# ABOUT THIS TASK
Print the data exactly as it appears, keeping every word.

Saved data entries
#####

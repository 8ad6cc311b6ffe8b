use crate::error::{Result, StickiesError};
use crate::export::xlsx::validate_sheet_name;
use crate::export::{ExportFormat, DEFAULT_EXPORT_FILE, DEFAULT_SHEET_NAME};
use serde::{Deserialize, Serialize};
use std::fs;
use std::path::Path;

const CONFIG_FILENAME: &str = "config.json";

pub const KEYS: [&str; 3] = ["export-file", "export-format", "sheet-name"];

/// Configuration for the board, stored in `<config dir>/config.json`.
///
/// Only export defaults live here; notes themselves are never persisted.
#[derive(Debug, Clone, Serialize, Deserialize, PartialEq, Eq)]
pub struct BoardConfig {
    /// Target used by `export` when no path is given
    #[serde(default = "default_export_file")]
    pub export_file: String,

    /// Format used when the target's extension does not name one
    #[serde(default)]
    pub export_format: ExportFormat,

    /// Worksheet name for spreadsheet exports
    #[serde(default = "default_sheet_name")]
    pub sheet_name: String,
}

fn default_export_file() -> String {
    DEFAULT_EXPORT_FILE.to_string()
}

fn default_sheet_name() -> String {
    DEFAULT_SHEET_NAME.to_string()
}

impl Default for BoardConfig {
    fn default() -> Self {
        Self {
            export_file: default_export_file(),
            export_format: ExportFormat::default(),
            sheet_name: default_sheet_name(),
        }
    }
}

impl BoardConfig {
    /// Load config from the given directory, or return defaults if not found
    pub fn load<P: AsRef<Path>>(config_dir: P) -> Result<Self> {
        let config_path = config_dir.as_ref().join(CONFIG_FILENAME);

        if !config_path.exists() {
            return Ok(Self::default());
        }

        let content = fs::read_to_string(&config_path)?;
        let config: BoardConfig = serde_json::from_str(&content)?;
        Ok(config)
    }

    /// Save config to the given directory
    pub fn save<P: AsRef<Path>>(&self, config_dir: P) -> Result<()> {
        let config_dir = config_dir.as_ref();
        if !config_dir.exists() {
            fs::create_dir_all(config_dir)?;
        }

        let content = serde_json::to_string_pretty(self)?;
        fs::write(config_dir.join(CONFIG_FILENAME), content)?;
        Ok(())
    }

    pub fn get(&self, key: &str) -> Option<String> {
        match key {
            "export-file" => Some(self.export_file.clone()),
            "export-format" => Some(self.export_format.to_string()),
            "sheet-name" => Some(self.sheet_name.clone()),
            _ => None,
        }
    }

    pub fn set(&mut self, key: &str, value: &str) -> Result<()> {
        match key {
            "export-file" => {
                if value.trim().is_empty() {
                    return Err(StickiesError::Config("export-file cannot be empty".into()));
                }
                self.export_file = value.to_string();
            }
            "export-format" => self.export_format = value.parse()?,
            "sheet-name" => {
                validate_sheet_name(value)?;
                self.sheet_name = value.to_string();
            }
            other => {
                return Err(StickiesError::Config(format!(
                    "Unknown config key: {}",
                    other
                )))
            }
        }
        Ok(())
    }
}
//! # Export
//!
//! Exporting turns the board into flat [`ExportRecord`]s, one per note in list order, and
//! hands them to an [`ExportSink`] together with a target path.
//!
//! Column names are fixed and shared by every sink:
//!
//! | Column                          | Value          |
//! |---------------------------------|----------------|
//! | `Notes`                         | note text      |
//! | `Distance from Top`             | row            |
//! | `Distance from Left`            | col            |
//! | `Distance from Top Left Corner` | row + col      |
//!
//! ## Sinks
//!
//! - [`xlsx::XlsxSink`]: a spreadsheet with a single worksheet (default `notes.xlsx`)
//! - [`json::JsonSink`]: a pretty-printed JSON array using the column names as keys

use crate::error::{Result, StickiesError};
use crate::model::Note;
use serde::{Deserialize, Serialize};
use std::path::Path;

pub mod json;
pub mod xlsx;

pub const COLUMNS: [&str; 4] = [
    "Notes",
    "Distance from Top",
    "Distance from Left",
    "Distance from Top Left Corner",
];

pub const DEFAULT_EXPORT_FILE: &str = "notes.xlsx";
pub const DEFAULT_SHEET_NAME: &str = "Notes";

#[derive(Debug, Clone, PartialEq, Eq, Serialize, Deserialize)]
pub struct ExportRecord {
    #[serde(rename = "Notes")]
    pub notes: String,
    #[serde(rename = "Distance from Top")]
    pub distance_from_top: usize,
    #[serde(rename = "Distance from Left")]
    pub distance_from_left: usize,
    #[serde(rename = "Distance from Top Left Corner")]
    pub distance_from_corner: usize,
}

impl From<&Note> for ExportRecord {
    fn from(note: &Note) -> Self {
        Self {
            notes: note.text.clone(),
            distance_from_top: note.row,
            distance_from_left: note.col,
            distance_from_corner: note.cell().distance_from_corner(),
        }
    }
}

/// Consumes export records and writes them to `target`.
pub trait ExportSink {
    fn write(&self, records: &[ExportRecord], target: &Path) -> Result<()>;
}

#[derive(Debug, Clone, Copy, PartialEq, Eq, Default, Serialize, Deserialize)]
#[serde(rename_all = "lowercase")]
pub enum ExportFormat {
    #[default]
    Xlsx,
    Json,
}

impl ExportFormat {
    pub fn extension(&self) -> &'static str {
        match self {
            ExportFormat::Xlsx => "xlsx",
            ExportFormat::Json => "json",
        }
    }

    /// Picks a format from a target's extension, if it names one.
    pub fn from_path(path: &Path) -> Option<Self> {
        let ext = path.extension()?.to_str()?;
        ext.parse().ok()
    }

    pub fn sink(&self, sheet_name: &str) -> Box<dyn ExportSink> {
        match self {
            ExportFormat::Xlsx => Box::new(xlsx::XlsxSink::new(sheet_name)),
            ExportFormat::Json => Box::new(json::JsonSink),
        }
    }
}

impl std::fmt::Display for ExportFormat {
    fn fmt(&self, f: &mut std::fmt::Formatter<'_>) -> std::fmt::Result {
        f.write_str(self.extension())
    }
}

impl std::str::FromStr for ExportFormat {
    type Err = StickiesError;

    fn from_str(s: &str) -> Result<Self> {
        match s.to_ascii_lowercase().as_str() {
            "xlsx" => Ok(ExportFormat::Xlsx),
            "json" => Ok(ExportFormat::Json),
            other => Err(StickiesError::Config(format!(
                "Unknown export format: {} (expected xlsx or json)",
                other
            ))),
        }
    }
}

#[cfg(test)]
mod tests {
    use super::*;
    use std::path::PathBuf;

    #[test]
    fn single_note_at_origin() {
        let note = Note::new(1, "x".into(), 0);
        let record = ExportRecord::from(&note);
        assert_eq!(
            record,
            ExportRecord {
                notes: "x".into(),
                distance_from_top: 0,
                distance_from_left: 0,
                distance_from_corner: 0,
            }
        );

        let value = serde_json::to_value(&record).unwrap();
        assert_eq!(
            value,
            serde_json::json!({
                "Notes": "x",
                "Distance from Top": 0,
                "Distance from Left": 0,
                "Distance from Top Left Corner": 0
            })
        );
    }

    #[test]
    fn corner_distance_sums_row_and_col() {
        let note = Note::new(3, "y".into(), 5);
        let record = ExportRecord::from(&note);
        assert_eq!(record.distance_from_top, 1);
        assert_eq!(record.distance_from_left, 2);
        assert_eq!(record.distance_from_corner, 3);
    }

    #[test]
    fn format_from_path() {
        assert_eq!(
            ExportFormat::from_path(&PathBuf::from("out/notes.JSON")),
            Some(ExportFormat::Json)
        );
        assert_eq!(
            ExportFormat::from_path(&PathBuf::from("notes.xlsx")),
            Some(ExportFormat::Xlsx)
        );
        assert_eq!(ExportFormat::from_path(&PathBuf::from("notes.csv")), None);
        assert_eq!(ExportFormat::from_path(&PathBuf::from("notes")), None);
    }

    #[test]
    fn format_parse_rejects_unknown() {
        assert!("csv".parse::<ExportFormat>().is_err());
        assert_eq!("Xlsx".parse::<ExportFormat>().unwrap(), ExportFormat::Xlsx);
    }
}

#####

# EXPECTED ANSWER
repository 8ad6cc311b6ffe8b
use crate::error::{Result, StickiesError};
use crate::export::xlsx::validate_sheet_name;
use crate::export::{ExportFormat, DEFAULT_EXPORT_FILE, DEFAULT_SHEET_NAME};
use serde::{Deserialize, Serialize};
use std::fs;
use std::path::Path;

const CONFIG_FILENAME: &str = "config.json";

pub const KEYS: [&str; 3] = ["export-file", "export-format", "sheet-name"];

/// Configuration for the board, stored in `<config dir>/config.json`.
///
/// Only export defaults live here; notes themselves are never persisted.
#[derive(Debug, Clone, Serialize, Deserialize, PartialEq, Eq)]
pub struct BoardConfig {
    /// Target used by `export` when no path is given
    #[serde(default = "default_export_file")]
    pub export_file: String,

    /// Format used when the target's extension does not name one
    #[serde(default)]
    pub export_format: ExportFormat,

    /// Worksheet name for spreadsheet exports
    #[serde(default = "default_sheet_name")]
    pub sheet_name: String,
}

fn default_export_file() -> String {
    DEFAULT_EXPORT_FILE.to_string()
}

fn default_sheet_name() -> String {
    DEFAULT_SHEET_NAME.to_string()
}

impl Default for BoardConfig {
    fn default() -> Self {
        Self {
            export_file: default_export_file(),
            export_format: ExportFormat::default(),
            sheet_name: default_sheet_name(),
        }
    }
}

impl BoardConfig {
    /// Load config from the given directory, or return defaults if not found
    pub fn load<P: AsRef<Path>>(config_dir: P) -> Result<Self> {
        let config_path = config_dir.as_ref().join(CONFIG_FILENAME);

        if !config_path.exists() {
            return Ok(Self::default());
        }

        let content = fs::read_to_string(&config_path)?;
        let config: BoardConfig = serde_json::from_str(&content)?;
        Ok(config)
    }

    /// Save config to the given directory
    pub fn save<P: AsRef<Path>>(&self, config_dir: P) -> Result<()> {
        let config_dir = config_dir.as_ref();
        if !config_dir.exists() {
            fs::create_dir_all(config_dir)?;
        }

        let content = serde_json::to_string_pretty(self)?;
        fs::write(config_dir.join(CONFIG_FILENAME), content)?;
        Ok(())
    }

    pub fn get(&self, key: &str) -> Option<String> {
        match key {
            "export-file" => Some(self.export_file.clone()),
            "export-format" => Some(self.export_format.to_string()),
            "sheet-name" => Some(self.sheet_name.clone()),
            _ => None,
        }
    }

    pub fn set(&mut self, key: &str, value: &str) -> Result<()> {
        match key {
            "export-file" => {
                if value.trim().is_empty() {
                    return Err(StickiesError::Config("export-file cannot be empty".into()));
                }
                self.export_file = value.to_string();
            }
            "export-format" => self.export_format = value.parse()?,
            "sheet-name" => {
                validate_sheet_name(value)?;
                self.sheet_name = value.to_string();
            }
            other => {
                return Err(StickiesError::Config(format!(
                    "Unknown config key: {}",
                    other
                )))
            }
        }
        Ok(())
    }
}
//! # Export
//!
//! Exporting turns the board into flat [`ExportRecord`]s, one per note in list order, and
//! hands them to an [`ExportSink`] together with a target path.
//!
//! Column names are fixed and shared by every sink:
//!
//! | Column                          | Value          |
//! |---------------------------------|----------------|
//! | `Notes`                         | note text      |
//! | `Distance from Top`             | row            |
//! | `Distance from Left`            | col            |
//! | `Distance from Top Left Corner` | row + col      |
//!
//! ## Sinks
//!
//! - [`xlsx::XlsxSink`]: a spreadsheet with a single worksheet (default `notes.xlsx`)
//! - [`json::JsonSink`]: a pretty-printed JSON array using the column names as keys

use crate::error::{Result, StickiesError};
use crate::model::Note;
use serde::{Deserialize, Serialize};
use std::path::Path;

pub mod json;
pub mod xlsx;

pub const COLUMNS: [&str; 4] = [
    "Notes",
    "Distance from Top",
    "Distance from Left",
    "Distance from Top Left Corner",
];

pub const DEFAULT_EXPORT_FILE: &str = "notes.xlsx";
pub const DEFAULT_SHEET_NAME: &str = "Notes";

#[derive(Debug, Clone, PartialEq, Eq, Serialize, Deserialize)]
pub struct ExportRecord {
    #[serde(rename = "Notes")]
    pub notes: String,
    #[serde(rename = "Distance from Top")]
    pub distance_from_top: usize,
    #[serde(rename = "Distance from Left")]
    pub distance_from_left: usize,
    #[serde(rename = "Distance from Top Left Corner")]
    pub distance_from_corner: usize,
}

impl From<&Note> for ExportRecord {
    fn from(note: &Note) -> Self {
        Self {
            notes: note.text.clone(),
            distance_from_top: note.row,
            distance_from_left: note.col,
            distance_from_corner: note.cell().distance_from_corner(),
        }
    }
}

/// Consumes export records and writes them to `target`.
pub trait ExportSink {
    fn write(&self, records: &[ExportRecord], target: &Path) -> Result<()>;
}

#[derive(Debug, Clone, Copy, PartialEq, Eq, Default, Serialize, Deserialize)]
#[serde(rename_all = "lowercase")]
pub enum ExportFormat {
    #[default]
    Xlsx,
    Json,
}

impl ExportFormat {
    pub fn extension(&self) -> &'static str {
        match self {
            ExportFormat::Xlsx => "xlsx",
            ExportFormat::Json => "json",
        }
    }

    /// Picks a format from a target's extension, if it names one.
    pub fn from_path(path: &Path) -> Option<Self> {
        let ext = path.extension()?.to_str()?;
        ext.parse().ok()
    }

    pub fn sink(&self, sheet_name: &str) -> Box<dyn ExportSink> {
        match self {
            ExportFormat::Xlsx => Box::new(xlsx::XlsxSink::new(sheet_name)),
            ExportFormat::Json => Box::new(json::JsonSink),
        }
    }
}

impl std::fmt::Display for ExportFormat {
    fn fmt(&self, f: &mut std::fmt::Formatter<'_>) -> std::fmt::Result {
        f.write_str(self.extension())
    }
}

impl std::str::FromStr for ExportFormat {
    type Err = StickiesError;

    fn from_str(s: &str) -> Result<Self> {
        match s.to_ascii_lowercase().as_str() {
            "xlsx" => Ok(ExportFormat::Xlsx),
            "json" => Ok(ExportFormat::Json),
            other => Err(StickiesError::Config(format!(
                "Unknown export format: {} (expected xlsx or json)",
                other
            ))),
        }
    }
}

#[cfg(test)]
mod tests {
    use super::*;
    use std::path::PathBuf;

    #[test]
    fn single_note_at_origin() {
        let note = Note::new(1, "x".into(), 0);
        let record = ExportRecord::from(&note);
        assert_eq!(
            record,
            ExportRecord {
                notes: "x".into(),
                distance_from_top: 0,
                distance_from_left: 0,
                distance_from_corner: 0,
            }
        );

        let value = serde_json::to_value(&record).unwrap();
        assert_eq!(
            value,
            serde_json::json!({
                "Notes": "x",
                "Distance from Top": 0,
                "Distance from Left": 0,
                "Distance from Top Left Corner": 0
            })
        );
    }

    #[test]
    fn corner_distance_sums_row_and_col() {
        let note = Note::new(3, "y".into(), 5);
        let record = ExportRecord::from(&note);
        assert_eq!(record.distance_from_top, 1);
        assert_eq!(record.distance_from_left, 2);
        assert_eq!(record.distance_from_corner, 3);
    }

    #[test]
    fn format_from_path() {
        assert_eq!(
            ExportFormat::from_path(&PathBuf::from("out/notes.JSON")),
            Some(ExportFormat::Json)
        );
        assert_eq!(
            ExportFormat::from_path(&PathBuf::from("notes.xlsx")),
            Some(ExportFormat::Xlsx)
        );
        assert_eq!(ExportFormat::from_path(&PathBuf::from("notes.csv")), None);
        assert_eq!(ExportFormat::from_path(&PathBuf::from("notes")), None);
    }

    #[test]
    fn format_parse_rejects_unknown() {
        assert!("csv".parse::<ExportFormat>().is_err());
        assert_eq!("Xlsx".parse::<ExportFormat>().unwrap(), ExportFormat::Xlsx);
    }
}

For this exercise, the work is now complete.